The SQL-99 specification defines transaction in this way:
"An SQL-transaction (transaction) is a sequence of executions of SQL-statements that is atomic with respect to recovery. That is to say: either the execution result is completely successful, or it has no effect on any SQL-schemas or SQL-data.
The SQL Standard"
So, a transaction is an important feature that guarantees the integrity of data. It is useful to prevent the data from remaining in an inconsistent state when an operation fails. Suppose, for example, we are administering a database for an e-commerce website. We have several tables; one of them stores the orders, and the others store the available products and their quantity. When a customer buys a product, a new order must be written in the appropriate table and the quantity of that product must decrease. These operations must occur within the same transaction. In this way, if a server crashes after the order has been written but before the product's quantity decreases, the whole transaction never becomes effective. Only, if all the operations succeed, will the transaction be finalized.
But, transactions have another important property: they are isolated from each other. Many isolation levels exist, and each one implements different types of isolation. Anyway, the idea is that the operations performed by one transaction should never interfere with concurrent transactions. Let's again consider the example of the e-commerce website. When a customer buys a product, the application checks whether the desired product is available and then decreases its quantity. This happens within a transaction and avoids malfunctioning if two customers try to buy the same product at the same time. One of the customers will begin a transaction and lock the table row corresponding to the product he/she wants to buy. The second customer will have to wait until the first transaction ends. In this way, if the first customer buys the last stocked product, the second customer will not buy a "phantom" product. In MariaDB, transactions may only be used on storage engines that support them, such as InnoDB, TokuDB, and SPIDER.
The basic mechanisms that allow storage engines to guarantee data consistency are locks. We will analyze them in this chapter.
We will also discuss some aspects of the ALTER TABLE statement, which can lock big tables for a long period of time.
A lock is a data structure that is acquired by a user and associated to a resource. Until the lock is held, other users will not be able to modify that resource or, depending on the lock type, they would not be able to read it. Typically, concurrent operations will be queued. InnoDB can lock rows and entire tables to prevent the concurrent operations from colliding.
In order to understand how the InnoDB locks work, it is necessary to understand how the concurrent transactions work. Also, this allows us to diagnose and fix problems, such as the transactions that have to wait for too long or the frequent deadlocks between the transactions.

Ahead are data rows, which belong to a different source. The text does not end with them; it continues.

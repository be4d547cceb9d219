//! Time-stepped backtest simulation.
//!
//! [`BacktestEngine`] drives one strategy through a daily tick loop against
//! historical data, settling expirations at intrinsic value, evaluating
//! American early exercise against the binomial continuation value, and
//! snapshotting the portfolio every tick. One engine instance serves one
//! logical task; independent backtests share no mutable state and may run in
//! parallel freely.

mod data;
mod engine;

pub use data::{DataCoverage, HistoricalDataSource};
pub use engine::{BacktestEngine, BacktestState, CancelToken};

use chrono::NaiveDate;
use rust_decimal::Decimal;
use serde::{Deserialize, Serialize};

use crate::config::EngineConfig;
use crate::portfolio::{PerformanceReport, PortfolioSnapshot, TradeRecord};

/// Minimum data coverage before the result carries a low-confidence warning.
pub const COVERAGE_WARNING_THRESHOLD: f64 = 0.80;

/// Parameters for one backtest run.
#[derive(Debug, Clone, Serialize, Deserialize)]
pub struct BacktestConfig {
    /// First simulated date (inclusive).
    pub start_date: NaiveDate,
    /// Last simulated date (inclusive).
    pub end_date: NaiveDate,
    /// Starting cash.
    pub initial_capital: Decimal,
    /// Underlying symbol being simulated.
    pub underlying: String,
    /// Pricing and commission settings.
    pub engine: EngineConfig,
}

impl BacktestConfig {
    /// Config with engine defaults. Runs are deterministic by construction:
    /// the tick loop prices only through closed-form models.
    #[must_use]
    pub fn new(
        start_date: NaiveDate,
        end_date: NaiveDate,
        initial_capital: Decimal,
        underlying: impl Into<String>,
    ) -> Self {
        Self {
            start_date,
            end_date,
            initial_capital,
            underlying: underlying.into(),
            engine: EngineConfig::default(),
        }
    }
}

/// Everything a completed run produced.
#[derive(Debug, Clone, Serialize, Deserialize)]
pub struct BacktestResult {
    /// Per-tick equity snapshots in date order.
    pub snapshots: Vec<PortfolioSnapshot>,
    /// Completed exits in chronological order.
    pub trades: Vec<TradeRecord>,
    /// Summary performance metrics.
    pub performance: PerformanceReport,
    /// How much of the run was priced from real data.
    pub coverage: DataCoverage,
    /// Non-fatal data-quality warnings attached to the result.
    pub warnings: Vec<String>,
    /// Cash remaining at the end of the run.
    pub final_cash: Decimal,
    /// Total equity at the end of the run.
    pub final_value: Decimal,
}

When a transaction needs to access a row that is locked, it is put on hold until the transaction that holds the lock commits or
rolls back. The wait has a limit, which is determined by the innodb_lock_wait_timeout server variable, expressed in seconds. The default value is 50 and can usually be decreased. If this timeout exceeds, the transaction terminates and an error is produced, shown as follows:
ERROR 1205 (HY000): Lock wait timeout exceeded; try restarting transaction
InnoDB has two main lock modes: shared and exclusive. A shared lock prevents other connections from writing to a row, but allows them to read it. An exclusive lock prevents other connections from reading a row; the isolation level (explained in the Transactions isolation levels section) determines whether other transactions can write in the row. Shared locks are acquired before reading a row, and exclusive locks are acquired before writing a row. Before a transaction can acquire a shared or exclusive lock, it needs to acquire an intention shared lock or an intention exclusive lock. In other words, an intention lock indicates that a transaction is waiting to acquire a shared or exclusive lock, and prevents two connections from acquiring a lock on the same rows.
Shared and exclusive locks are commonly abbreviated as S and X. Intention shared locks and intention exclusive locks are abbreviated as IS and IX.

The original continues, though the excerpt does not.